Alex chiuse gli occhi e rise, e quando li riaprì Jack lo stava fissando. “Cosa?”
“Pensavo”, disse, vago, e Alex capì che stava avendo un altro dei suoi momenti, e che sarebbe stato inutile chiedergli spiegazioni, perché tanto non avrebbe risposto. Aspettò invece pazientemente, guardandogli gli occhi vagare sulle sagome degli alberi.
“Ti ricordi quel giorno?”
Alex sorrise. Quando Jack diceva “quel giorno” poteva riferirsi anche a settimane o anni interi, non importava la durata del periodo di tempo, per lui sarebbe rimasto “quel giorno”.
“Quale giorno, Jackie?”, gli chiese, accarezzandogli la mano che l'altro gli aveva appoggiato sul collo, per giocare con il colletto della camicia.
“Quando mi hai promesso che non avrei mai lavorato in un ufficio.”
Il sorriso di Alex si fece ancora più grande. Certo che lo ricordava, lo ricordava perfettamente, nonostante la fattanza e i trip assurdi di quel pomeriggio. “Non l'ho mai dimenticato.”

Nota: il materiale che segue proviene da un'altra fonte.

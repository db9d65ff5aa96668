//! The envelope: one id byte, then the payload.
use std::borrow::Cow;

use bytes::BufMut;

use crate::addressing::MessageId;

#[derive(Debug, Eq, PartialEq, derive_more::Display, thiserror::Error)]
#[non_exhaustive]
pub enum EnvelopeError {
    /// There wasn't even an id byte.
    Empty,
}

/// An envelope on the wire.
///
/// The payload is opaque at this layer.  Decoding it requires resolving [Envelope::id] against the message registry
/// for the channel and direction the envelope arrived on.
#[derive(Clone, Debug, Eq, Ord, PartialEq, PartialOrd)]
pub struct Envelope<'a> {
    pub id: MessageId,
    pub payload: Cow<'a, [u8]>,
}

impl<'a> Envelope<'a> {
    pub fn new(id: MessageId, payload: Cow<'a, [u8]>) -> Envelope<'a> {
        Envelope { id, payload }
    }

    pub fn encode(&self, dest: &mut impl BufMut) {
        dest.put_u8(self.id.0);
        dest.put_slice(&self.payload);
    }

    /// Split raw bytes into the id and the payload.  Borrows from the source.
    pub fn decode(source: &'a [u8]) -> Result<Envelope<'a>, EnvelopeError> {
        let (id, payload) = source.split_first().ok_or(EnvelopeError::Empty)?;
        Ok(Envelope {
            id: MessageId(*id),
            payload: Cow::Borrowed(payload),
        })
    }

    /// Length on the wire.
    pub fn len(&self) -> usize {
        1 + self.payload.len()
    }

    /// Envelopes always carry an id, so are never empty on the wire.
    pub fn is_empty(&self) -> bool {
        false
    }

    pub fn into_static(self) -> Envelope<'static> {
        Envelope {
            id: self.id,
            payload: Cow::Owned(self.payload.into_owned()),
        }
    }
}

/// Write an envelope whose payload is produced by a serializer, without an intermediate buffer.
///
/// If `write_payload` fails, `dest` is truncated back to where it was.
pub fn encode_envelope_with<E>(
    id: MessageId,
    dest: &mut Vec<u8>,
    write_payload: impl FnOnce(&mut Vec<u8>) -> Result<(), E>,
) -> Result<(), E> {
    let start = dest.len();
    dest.put_u8(id.0);
    if let Err(e) = write_payload(dest) {
        dest.truncate(start);
        return Err(e);
    }
    Ok(())
}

“Neanch'io. E alla fine siamo qui, no?”, abbassò lo sguardo su Alex, e quando i loro occhi si incontrarono una piccola fiamma li riscaldò dall'interno. “Voglio dire, è pazzesco, se ci pensi. Ieri eravamo a fumare erba scadente a Baltimore cercando di non farci beccare dalla polizia e oggi siamo qui, ubriachi, a giocare a nascondino con i fan e a ubriacarci nel backstage del Warped. A volte non ci credo ancora, suonavo la chitarra così di merda...”, confessò arrossendo leggermente.
Alex si tirò su e si sedette sulle sue ginocchia, accarezzandogli una guancia. “La suonavi così di merda che la gente ci chiede ancora di suonare Jasey Rae e Coffee Shop Soundtrack”, sorrise. “La suonavi così di merda che ora hai un iPhone, una casa in cui sarai entrato massimo dieci volte in tre anni e un tour bus della madonna, e non hai fatto un solo giorno in ufficio.” Jack allungò gli angoli della bocca in un sorriso simile a quello di Alex. “La suonavi così di merda che ho dovuto mantenere le mie promesse e ora siamo amici da quasi quindici anni.”
“Potrei piangere, Lex”, sussurrò senza smettere di guardarlo negli occhi. “Sai, a volte la sogno ancora, la cosa dell'ufficio. Quando abbiamo girato il video di Somewhere in Neverland ero terrorizzato”, rise. “Però poi c'eri tu di fianco a me, e tutto è andato benissimo. Non mi abbandonare mai, sarei perso senza di te.”
Alex sorrise. “Non lo farò, Jackie.”
“Prometti?”
“Prometto.”
Jack alzò il mignolo della mano destra, ma Alex gliela abbassò. “Non siamo un po' cresciuti per fare queste cose?”, ridacchiò.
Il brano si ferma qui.